━━━ INPUT FOR THIS TASK
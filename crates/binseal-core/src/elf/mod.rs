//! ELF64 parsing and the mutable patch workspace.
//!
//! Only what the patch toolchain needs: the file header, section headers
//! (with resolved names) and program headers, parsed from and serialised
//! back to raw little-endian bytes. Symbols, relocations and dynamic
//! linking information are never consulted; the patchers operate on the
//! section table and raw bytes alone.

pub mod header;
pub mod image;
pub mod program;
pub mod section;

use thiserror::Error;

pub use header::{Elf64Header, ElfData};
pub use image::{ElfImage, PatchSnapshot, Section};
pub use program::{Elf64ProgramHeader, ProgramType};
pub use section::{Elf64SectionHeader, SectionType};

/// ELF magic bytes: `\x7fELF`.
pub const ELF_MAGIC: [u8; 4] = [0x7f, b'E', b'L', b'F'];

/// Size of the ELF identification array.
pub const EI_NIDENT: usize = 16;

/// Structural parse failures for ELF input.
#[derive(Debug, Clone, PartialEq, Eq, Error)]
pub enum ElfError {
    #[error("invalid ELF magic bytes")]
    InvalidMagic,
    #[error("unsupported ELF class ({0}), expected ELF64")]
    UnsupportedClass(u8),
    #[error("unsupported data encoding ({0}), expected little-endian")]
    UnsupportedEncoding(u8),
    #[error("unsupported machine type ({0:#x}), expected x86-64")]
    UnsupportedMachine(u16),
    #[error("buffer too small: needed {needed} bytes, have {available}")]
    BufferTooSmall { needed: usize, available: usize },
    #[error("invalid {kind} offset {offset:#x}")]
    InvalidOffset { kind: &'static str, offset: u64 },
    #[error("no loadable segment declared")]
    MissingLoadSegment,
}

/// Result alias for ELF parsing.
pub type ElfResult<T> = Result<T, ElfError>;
━━━━━━
━━━ INPUT FOR THIS TASK
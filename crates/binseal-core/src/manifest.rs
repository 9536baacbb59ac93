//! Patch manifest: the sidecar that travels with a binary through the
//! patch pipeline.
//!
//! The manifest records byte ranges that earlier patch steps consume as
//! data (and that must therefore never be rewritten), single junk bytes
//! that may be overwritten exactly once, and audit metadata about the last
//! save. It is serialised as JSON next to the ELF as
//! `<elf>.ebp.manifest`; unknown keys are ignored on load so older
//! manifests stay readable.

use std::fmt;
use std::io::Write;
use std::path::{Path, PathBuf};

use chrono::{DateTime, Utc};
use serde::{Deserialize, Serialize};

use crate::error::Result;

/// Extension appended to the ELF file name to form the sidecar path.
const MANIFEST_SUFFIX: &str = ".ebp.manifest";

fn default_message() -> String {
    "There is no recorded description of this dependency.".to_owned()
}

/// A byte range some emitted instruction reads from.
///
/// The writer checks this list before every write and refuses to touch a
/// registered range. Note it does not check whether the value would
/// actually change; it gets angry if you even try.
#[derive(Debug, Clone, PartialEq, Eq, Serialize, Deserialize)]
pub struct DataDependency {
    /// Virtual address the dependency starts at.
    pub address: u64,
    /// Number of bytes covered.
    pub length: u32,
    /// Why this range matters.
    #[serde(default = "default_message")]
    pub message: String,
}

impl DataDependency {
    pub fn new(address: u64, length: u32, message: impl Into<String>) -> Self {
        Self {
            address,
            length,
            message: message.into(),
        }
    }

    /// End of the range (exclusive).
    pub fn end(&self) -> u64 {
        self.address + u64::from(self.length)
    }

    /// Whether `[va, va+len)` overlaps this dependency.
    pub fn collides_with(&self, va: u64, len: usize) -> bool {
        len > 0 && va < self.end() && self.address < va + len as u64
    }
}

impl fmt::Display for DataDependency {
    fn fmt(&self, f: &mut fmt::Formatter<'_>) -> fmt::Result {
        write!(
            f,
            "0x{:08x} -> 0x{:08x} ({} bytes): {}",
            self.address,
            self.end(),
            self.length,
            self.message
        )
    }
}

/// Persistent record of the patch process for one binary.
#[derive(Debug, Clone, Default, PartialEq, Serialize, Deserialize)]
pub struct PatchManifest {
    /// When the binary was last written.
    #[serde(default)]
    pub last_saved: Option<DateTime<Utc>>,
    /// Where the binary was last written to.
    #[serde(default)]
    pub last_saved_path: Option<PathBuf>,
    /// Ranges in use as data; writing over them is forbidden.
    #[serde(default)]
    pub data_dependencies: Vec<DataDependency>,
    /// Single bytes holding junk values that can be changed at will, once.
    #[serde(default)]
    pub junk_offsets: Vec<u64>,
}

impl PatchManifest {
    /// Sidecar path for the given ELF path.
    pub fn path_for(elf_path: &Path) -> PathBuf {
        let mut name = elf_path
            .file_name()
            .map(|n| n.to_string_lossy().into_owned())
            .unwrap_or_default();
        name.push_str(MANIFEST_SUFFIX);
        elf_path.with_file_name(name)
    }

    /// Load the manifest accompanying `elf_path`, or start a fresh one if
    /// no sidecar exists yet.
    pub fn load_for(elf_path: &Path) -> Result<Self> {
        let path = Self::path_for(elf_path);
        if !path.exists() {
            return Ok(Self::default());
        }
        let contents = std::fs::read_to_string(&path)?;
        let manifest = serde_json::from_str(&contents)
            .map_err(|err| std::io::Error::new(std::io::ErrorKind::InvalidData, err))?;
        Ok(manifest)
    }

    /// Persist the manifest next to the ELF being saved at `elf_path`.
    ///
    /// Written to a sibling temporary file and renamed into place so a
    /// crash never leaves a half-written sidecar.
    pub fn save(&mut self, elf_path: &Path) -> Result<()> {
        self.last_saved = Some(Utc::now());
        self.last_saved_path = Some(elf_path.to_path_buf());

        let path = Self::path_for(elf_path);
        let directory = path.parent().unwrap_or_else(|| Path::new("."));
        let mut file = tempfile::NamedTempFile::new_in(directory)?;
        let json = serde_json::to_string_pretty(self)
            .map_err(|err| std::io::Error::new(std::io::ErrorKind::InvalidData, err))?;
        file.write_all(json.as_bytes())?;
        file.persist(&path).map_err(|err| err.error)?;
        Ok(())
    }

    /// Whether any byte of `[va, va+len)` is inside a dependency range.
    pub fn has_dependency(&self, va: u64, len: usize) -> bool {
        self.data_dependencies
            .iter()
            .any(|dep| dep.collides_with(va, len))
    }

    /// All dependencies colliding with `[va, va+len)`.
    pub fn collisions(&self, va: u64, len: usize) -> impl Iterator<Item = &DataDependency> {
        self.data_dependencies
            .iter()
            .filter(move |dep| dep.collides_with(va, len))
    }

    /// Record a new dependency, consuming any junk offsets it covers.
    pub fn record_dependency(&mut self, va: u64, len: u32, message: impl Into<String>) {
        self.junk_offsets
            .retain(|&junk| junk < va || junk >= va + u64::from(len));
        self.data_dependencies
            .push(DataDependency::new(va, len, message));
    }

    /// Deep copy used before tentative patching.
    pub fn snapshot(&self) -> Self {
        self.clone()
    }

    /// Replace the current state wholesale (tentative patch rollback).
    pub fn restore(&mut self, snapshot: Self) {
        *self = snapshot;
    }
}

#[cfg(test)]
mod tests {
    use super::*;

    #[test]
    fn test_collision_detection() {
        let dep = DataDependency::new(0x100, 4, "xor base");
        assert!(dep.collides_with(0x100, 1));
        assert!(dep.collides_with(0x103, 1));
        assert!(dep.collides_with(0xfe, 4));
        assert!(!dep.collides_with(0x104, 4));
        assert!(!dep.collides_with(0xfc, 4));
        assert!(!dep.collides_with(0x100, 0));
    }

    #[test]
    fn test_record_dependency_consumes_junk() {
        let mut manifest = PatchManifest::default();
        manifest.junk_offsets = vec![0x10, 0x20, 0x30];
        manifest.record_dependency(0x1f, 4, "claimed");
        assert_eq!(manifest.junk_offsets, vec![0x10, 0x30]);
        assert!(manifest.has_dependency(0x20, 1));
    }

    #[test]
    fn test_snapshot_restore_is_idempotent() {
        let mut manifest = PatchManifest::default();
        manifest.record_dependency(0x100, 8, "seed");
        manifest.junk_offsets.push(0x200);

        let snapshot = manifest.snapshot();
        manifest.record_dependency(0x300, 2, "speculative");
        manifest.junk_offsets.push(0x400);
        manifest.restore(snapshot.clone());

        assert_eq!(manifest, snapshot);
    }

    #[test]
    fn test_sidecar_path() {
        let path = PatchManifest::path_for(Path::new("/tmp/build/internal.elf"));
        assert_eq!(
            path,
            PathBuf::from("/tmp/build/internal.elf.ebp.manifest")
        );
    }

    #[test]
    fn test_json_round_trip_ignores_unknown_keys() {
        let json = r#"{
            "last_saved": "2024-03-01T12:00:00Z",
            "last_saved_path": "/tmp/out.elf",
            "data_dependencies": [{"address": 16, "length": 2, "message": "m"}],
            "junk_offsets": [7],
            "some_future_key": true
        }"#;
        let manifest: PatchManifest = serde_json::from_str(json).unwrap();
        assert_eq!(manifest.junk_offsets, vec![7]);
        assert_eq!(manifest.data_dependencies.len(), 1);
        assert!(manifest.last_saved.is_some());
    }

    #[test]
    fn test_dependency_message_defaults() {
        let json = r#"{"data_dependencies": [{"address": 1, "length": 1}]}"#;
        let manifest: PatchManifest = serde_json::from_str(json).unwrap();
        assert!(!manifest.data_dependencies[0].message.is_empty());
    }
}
━━━━━━
━━━ INPUT FOR THIS TASK
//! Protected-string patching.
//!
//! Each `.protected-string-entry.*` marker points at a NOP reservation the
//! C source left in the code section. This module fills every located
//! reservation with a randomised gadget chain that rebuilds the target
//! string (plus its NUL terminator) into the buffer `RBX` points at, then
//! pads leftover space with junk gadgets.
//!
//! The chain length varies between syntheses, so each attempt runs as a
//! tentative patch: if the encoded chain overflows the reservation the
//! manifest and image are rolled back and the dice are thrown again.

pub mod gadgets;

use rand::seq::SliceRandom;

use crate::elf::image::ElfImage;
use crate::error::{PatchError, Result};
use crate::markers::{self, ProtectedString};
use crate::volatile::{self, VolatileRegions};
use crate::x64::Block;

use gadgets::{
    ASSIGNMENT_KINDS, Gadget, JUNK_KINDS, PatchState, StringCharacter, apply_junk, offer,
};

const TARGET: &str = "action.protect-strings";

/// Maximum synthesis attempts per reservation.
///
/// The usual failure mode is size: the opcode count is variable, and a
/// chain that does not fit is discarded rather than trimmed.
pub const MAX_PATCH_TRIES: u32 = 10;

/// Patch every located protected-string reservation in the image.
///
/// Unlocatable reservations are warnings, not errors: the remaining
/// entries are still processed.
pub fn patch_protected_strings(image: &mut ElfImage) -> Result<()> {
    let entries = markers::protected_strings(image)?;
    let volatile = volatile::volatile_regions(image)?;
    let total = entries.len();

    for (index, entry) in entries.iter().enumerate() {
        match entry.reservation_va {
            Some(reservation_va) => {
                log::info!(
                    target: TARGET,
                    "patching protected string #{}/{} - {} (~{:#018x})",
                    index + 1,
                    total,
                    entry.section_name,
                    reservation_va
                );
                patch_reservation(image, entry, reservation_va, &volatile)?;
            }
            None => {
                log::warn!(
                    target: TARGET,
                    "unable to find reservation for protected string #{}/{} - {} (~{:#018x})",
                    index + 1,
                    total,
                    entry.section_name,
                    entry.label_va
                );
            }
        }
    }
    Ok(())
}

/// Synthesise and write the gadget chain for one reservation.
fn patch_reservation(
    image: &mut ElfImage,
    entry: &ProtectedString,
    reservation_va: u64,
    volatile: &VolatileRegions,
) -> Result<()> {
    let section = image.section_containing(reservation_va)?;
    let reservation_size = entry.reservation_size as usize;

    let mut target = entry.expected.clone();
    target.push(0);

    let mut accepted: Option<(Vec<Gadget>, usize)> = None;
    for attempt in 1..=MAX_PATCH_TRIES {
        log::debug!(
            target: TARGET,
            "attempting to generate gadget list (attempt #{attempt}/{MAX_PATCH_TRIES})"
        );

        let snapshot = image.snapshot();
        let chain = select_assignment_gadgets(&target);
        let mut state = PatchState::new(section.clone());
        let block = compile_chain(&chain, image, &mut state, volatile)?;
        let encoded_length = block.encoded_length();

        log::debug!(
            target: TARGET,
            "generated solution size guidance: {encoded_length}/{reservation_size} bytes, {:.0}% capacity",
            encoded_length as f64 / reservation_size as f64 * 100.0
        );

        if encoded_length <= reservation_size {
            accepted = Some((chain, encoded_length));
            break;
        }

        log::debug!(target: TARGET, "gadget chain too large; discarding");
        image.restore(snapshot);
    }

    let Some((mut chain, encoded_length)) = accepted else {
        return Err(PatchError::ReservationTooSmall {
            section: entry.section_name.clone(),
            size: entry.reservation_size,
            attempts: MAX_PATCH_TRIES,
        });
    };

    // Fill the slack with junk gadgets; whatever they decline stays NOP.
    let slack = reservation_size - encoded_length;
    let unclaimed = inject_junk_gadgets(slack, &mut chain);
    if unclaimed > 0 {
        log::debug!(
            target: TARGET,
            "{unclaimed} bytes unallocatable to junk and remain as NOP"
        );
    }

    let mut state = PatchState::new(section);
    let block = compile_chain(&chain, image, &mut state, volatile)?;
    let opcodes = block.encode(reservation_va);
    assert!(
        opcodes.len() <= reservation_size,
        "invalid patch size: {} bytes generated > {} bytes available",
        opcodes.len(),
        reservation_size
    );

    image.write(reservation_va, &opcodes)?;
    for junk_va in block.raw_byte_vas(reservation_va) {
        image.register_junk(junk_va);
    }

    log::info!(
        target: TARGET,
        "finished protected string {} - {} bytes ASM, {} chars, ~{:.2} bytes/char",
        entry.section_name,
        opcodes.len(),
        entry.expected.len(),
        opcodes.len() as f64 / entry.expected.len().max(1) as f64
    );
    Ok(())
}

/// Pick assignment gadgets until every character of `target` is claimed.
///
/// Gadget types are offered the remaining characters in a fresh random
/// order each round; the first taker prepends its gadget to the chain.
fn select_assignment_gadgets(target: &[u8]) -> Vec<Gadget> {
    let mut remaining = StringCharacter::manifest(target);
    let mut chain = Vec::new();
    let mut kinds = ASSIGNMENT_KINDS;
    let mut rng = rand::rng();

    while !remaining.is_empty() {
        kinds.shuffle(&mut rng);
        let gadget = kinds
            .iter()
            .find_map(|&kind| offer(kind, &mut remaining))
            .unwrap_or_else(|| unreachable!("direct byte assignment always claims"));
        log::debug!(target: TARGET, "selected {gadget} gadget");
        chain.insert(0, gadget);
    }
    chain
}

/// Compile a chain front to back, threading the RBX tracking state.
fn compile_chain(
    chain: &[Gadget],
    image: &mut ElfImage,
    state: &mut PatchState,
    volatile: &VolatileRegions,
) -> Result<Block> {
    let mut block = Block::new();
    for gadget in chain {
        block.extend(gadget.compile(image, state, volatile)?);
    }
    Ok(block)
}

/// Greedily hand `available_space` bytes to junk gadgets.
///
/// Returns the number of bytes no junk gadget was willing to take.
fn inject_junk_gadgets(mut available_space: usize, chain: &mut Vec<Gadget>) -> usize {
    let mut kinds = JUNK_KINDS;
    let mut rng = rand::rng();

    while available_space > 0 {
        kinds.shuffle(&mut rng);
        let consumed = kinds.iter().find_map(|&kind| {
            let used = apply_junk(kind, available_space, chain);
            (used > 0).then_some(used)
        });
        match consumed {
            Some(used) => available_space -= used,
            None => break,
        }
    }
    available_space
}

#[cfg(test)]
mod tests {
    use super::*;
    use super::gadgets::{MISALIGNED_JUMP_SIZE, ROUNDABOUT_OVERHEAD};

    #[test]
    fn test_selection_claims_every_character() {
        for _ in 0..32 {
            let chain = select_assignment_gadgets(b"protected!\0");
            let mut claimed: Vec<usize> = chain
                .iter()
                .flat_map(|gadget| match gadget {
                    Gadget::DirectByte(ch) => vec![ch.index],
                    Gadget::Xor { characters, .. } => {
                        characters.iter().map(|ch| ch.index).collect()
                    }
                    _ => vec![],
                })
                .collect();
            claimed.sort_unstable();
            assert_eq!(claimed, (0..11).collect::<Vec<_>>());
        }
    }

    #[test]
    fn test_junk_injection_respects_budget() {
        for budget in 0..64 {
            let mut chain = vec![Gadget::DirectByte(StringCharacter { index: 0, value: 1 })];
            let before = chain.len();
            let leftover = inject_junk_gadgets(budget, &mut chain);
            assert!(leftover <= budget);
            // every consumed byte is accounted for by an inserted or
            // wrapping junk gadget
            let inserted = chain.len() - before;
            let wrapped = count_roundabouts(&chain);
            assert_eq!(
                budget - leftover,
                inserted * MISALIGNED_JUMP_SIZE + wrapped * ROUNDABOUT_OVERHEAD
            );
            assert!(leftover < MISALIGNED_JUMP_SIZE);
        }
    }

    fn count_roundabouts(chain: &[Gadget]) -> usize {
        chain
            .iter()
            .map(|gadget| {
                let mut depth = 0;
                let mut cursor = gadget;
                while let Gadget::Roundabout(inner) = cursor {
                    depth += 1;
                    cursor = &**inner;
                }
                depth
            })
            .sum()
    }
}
━━━━━━
= WHAT NEEDS TO BE DONE =
Out of the data above, give again only the lines starting at the one holding "filename crates/binseal-core/src/elf/mod.rs" and ending at the one holding "operate on the", unchanged.

= REPLY TO THE EXERCISE =
filename crates/binseal-core/src/elf/mod.rs
//! ELF64 parsing and the mutable patch workspace.
//!
//! Only what the patch toolchain needs: the file header, section headers
//! (with resolved names) and program headers, parsed from and serialised
//! back to raw little-endian bytes. Symbols, relocations and dynamic
//! linking information are never consulted; the patchers operate on the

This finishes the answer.